→ YOUR GOAL
Which lines of the data below hold "Result"? Copy each of them.

----------

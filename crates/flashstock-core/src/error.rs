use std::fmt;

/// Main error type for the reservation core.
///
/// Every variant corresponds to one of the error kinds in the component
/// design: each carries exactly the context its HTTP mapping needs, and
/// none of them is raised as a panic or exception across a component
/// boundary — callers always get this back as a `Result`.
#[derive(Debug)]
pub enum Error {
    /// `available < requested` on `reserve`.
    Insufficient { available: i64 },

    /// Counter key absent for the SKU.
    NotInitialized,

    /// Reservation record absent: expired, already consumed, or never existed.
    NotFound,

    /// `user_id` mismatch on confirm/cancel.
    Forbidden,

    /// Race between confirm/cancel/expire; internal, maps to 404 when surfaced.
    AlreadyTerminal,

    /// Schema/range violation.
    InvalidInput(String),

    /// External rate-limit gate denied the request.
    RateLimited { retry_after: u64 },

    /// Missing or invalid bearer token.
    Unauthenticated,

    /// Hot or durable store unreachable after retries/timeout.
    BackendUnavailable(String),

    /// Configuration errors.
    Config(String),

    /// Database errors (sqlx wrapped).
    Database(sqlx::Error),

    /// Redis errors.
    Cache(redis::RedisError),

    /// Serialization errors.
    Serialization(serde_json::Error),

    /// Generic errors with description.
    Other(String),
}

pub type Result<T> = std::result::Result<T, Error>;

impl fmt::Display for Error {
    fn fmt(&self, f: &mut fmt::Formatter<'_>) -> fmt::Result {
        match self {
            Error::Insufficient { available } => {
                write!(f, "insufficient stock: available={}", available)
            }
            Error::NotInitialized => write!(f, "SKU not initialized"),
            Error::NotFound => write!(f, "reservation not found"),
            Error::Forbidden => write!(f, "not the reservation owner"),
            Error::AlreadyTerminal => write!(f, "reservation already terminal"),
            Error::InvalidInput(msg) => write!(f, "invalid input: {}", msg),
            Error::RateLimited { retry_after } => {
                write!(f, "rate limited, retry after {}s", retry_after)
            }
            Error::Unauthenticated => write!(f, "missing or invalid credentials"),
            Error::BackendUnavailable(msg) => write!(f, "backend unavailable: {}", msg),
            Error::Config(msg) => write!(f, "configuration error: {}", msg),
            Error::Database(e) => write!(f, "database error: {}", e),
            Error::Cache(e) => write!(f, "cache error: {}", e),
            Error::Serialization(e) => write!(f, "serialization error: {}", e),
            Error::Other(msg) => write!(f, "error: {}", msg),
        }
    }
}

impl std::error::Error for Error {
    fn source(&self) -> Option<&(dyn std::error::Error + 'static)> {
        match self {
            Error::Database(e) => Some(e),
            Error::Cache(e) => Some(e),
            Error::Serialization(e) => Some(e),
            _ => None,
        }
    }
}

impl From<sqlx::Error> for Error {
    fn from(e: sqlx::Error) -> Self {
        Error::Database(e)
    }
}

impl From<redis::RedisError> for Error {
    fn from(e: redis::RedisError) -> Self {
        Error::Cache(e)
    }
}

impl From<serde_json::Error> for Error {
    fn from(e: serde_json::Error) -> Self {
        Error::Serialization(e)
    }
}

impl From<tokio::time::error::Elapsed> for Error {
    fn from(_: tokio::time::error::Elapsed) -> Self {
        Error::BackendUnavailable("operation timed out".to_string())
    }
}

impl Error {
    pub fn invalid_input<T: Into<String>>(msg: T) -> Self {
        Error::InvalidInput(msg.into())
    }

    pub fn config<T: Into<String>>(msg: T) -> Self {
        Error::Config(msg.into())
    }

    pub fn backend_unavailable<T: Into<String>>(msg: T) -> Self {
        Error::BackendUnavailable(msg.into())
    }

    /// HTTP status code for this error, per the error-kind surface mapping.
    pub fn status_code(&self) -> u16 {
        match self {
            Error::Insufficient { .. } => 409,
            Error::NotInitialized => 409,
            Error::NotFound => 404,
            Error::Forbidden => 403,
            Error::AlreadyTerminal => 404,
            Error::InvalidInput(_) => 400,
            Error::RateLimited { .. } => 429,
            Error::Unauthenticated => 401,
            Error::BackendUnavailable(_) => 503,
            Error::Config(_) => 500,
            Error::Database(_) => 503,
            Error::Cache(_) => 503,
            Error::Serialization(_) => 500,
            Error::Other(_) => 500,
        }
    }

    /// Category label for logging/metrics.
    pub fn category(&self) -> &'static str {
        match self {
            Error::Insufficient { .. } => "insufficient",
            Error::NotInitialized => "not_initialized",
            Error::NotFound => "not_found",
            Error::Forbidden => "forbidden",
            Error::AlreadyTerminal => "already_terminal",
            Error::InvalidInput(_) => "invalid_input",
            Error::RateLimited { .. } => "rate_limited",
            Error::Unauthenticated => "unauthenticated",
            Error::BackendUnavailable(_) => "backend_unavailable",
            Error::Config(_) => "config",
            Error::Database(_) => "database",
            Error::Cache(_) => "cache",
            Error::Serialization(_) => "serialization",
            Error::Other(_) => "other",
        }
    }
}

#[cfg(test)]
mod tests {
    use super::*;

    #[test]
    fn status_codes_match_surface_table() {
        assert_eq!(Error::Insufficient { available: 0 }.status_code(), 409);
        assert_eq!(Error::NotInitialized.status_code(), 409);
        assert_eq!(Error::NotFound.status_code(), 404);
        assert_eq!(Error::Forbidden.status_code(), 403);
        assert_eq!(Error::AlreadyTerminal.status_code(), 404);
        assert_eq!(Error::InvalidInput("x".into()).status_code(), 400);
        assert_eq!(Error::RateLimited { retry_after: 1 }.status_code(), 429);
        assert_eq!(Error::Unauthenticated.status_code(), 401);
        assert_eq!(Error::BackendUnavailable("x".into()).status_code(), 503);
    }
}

----------

→ TASK RESPONSE
/// boundary — callers always get this back as a `Result`.
pub type Result<T> = std::result::Result<T, Error>;
    fn fmt(&self, f: &mut fmt::Formatter<'_>) -> fmt::Result {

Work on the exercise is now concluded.